Figure 4. cDC2 exhibit a unique migratory pattern.

(A) Surface levels of CXCR5, CXCR4 and EBI2 were measured on cDC2 and cDC1 from non-obstructed peritumoral lung resections via flow cytometry (n=7 for CXCR5, n=5 for CXCR4 and n=7 for EBI2). Summary data graphs (mean MFI corrected for background intensity) for the indicated markers are shown. Each symbol represents an individual donor. (B) Surface EBI2 levels on ICOS⁺PD-1⁺ (purple), ICOS⁻ PD-1⁺ (orange), ICOS⁺PD-1⁻ (blue) and ICOS⁻PD-1⁻ (black) T-cell subsets in the lung measured via flow cytometry. Summary data graph (mean MFI corrected for background intensity) of pooled control (full diamonds) and COPD (open diamonds) lung samples (n=10).

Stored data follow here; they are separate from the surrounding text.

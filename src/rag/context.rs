//! Passage retrieval and context assembly.

use super::RetrievedPassage;
use crate::embedding::Embedder;
use crate::error::{DocchatError, Result};
use crate::vector_store::VectorStore;
use std::sync::Arc;
use tracing::debug;

/// Number of passages retrieved per question.
pub const RETRIEVAL_K: usize = 4;

/// Finds the passages nearest to a question.
pub struct Retriever {
    vector_store: Arc<dyn VectorStore>,
    embedder: Arc<dyn Embedder>,
    limit: usize,
}

impl Retriever {
    pub fn new(vector_store: Arc<dyn VectorStore>, embedder: Arc<dyn Embedder>) -> Self {
        Self {
            vector_store,
            embedder,
            limit: RETRIEVAL_K,
        }
    }

    /// Retrieve passages for a query, most similar first.
    pub async fn retrieve(&self, query: &str) -> Result<Vec<RetrievedPassage>> {
        let query_embedding = self
            .embedder
            .embed(query)
            .await
            .map_err(|e| DocchatError::Retrieval(e.to_string()))?;

        let results = self
            .vector_store
            .search(&query_embedding, self.limit)
            .await
            .map_err(|e| DocchatError::Retrieval(e.to_string()))?;

        debug!("Retrieved {} passages", results.len());

        Ok(results.into_iter().map(RetrievedPassage::from).collect())
    }
}

/// Join passage texts with blank lines. No passages gives an empty context.
pub fn format_context(passages: &[RetrievedPassage]) -> String {
    passages
        .iter()
        .map(|p| p.text.as_str())
        .collect::<Vec<_>>()
        .join("\n\n")
}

Each symbol represents an individual donor. (C) Correlations of whole lung EBI2, CH25H, CYP1B1 and CYP7B1 mRNA expression with COPD disease severity (GOLD stage and %FEV1) and whole lung CXCL13 mRNA as a marker for TLO formation. (D) Correlation of whole lung CH25H mRNA expression with whole lung EBI2 mRNA expression. Data in C and D are derived from a publicly available GSE-set (GSE47460). Healthy control subjects n=116; GOLD I n=24; GOLD II n=97; GOLD III n=32 and GOLD IV n=54. (E) In situ visualization of CH25HmRNA (brown) in COPD GOLD IV explanted lung tissue TLOs via RNAscope duplex technology (n=5). CD19 mRNA (red) is used to delineate the B-cell follicle of the TLO. *p<0.05, **p<0.01, ***p<0.001, (A) Student’s t-test, (B) Tukey’s multiple comparison test (C) and Holm-Sidak’s multiple test correction was used. To test for correlation of expression for the indicated genes within all study subjects, linear regression analysis and Pearson’s correlation test were used to calculate the correlation coefficient r, R2 and p-value of correlation.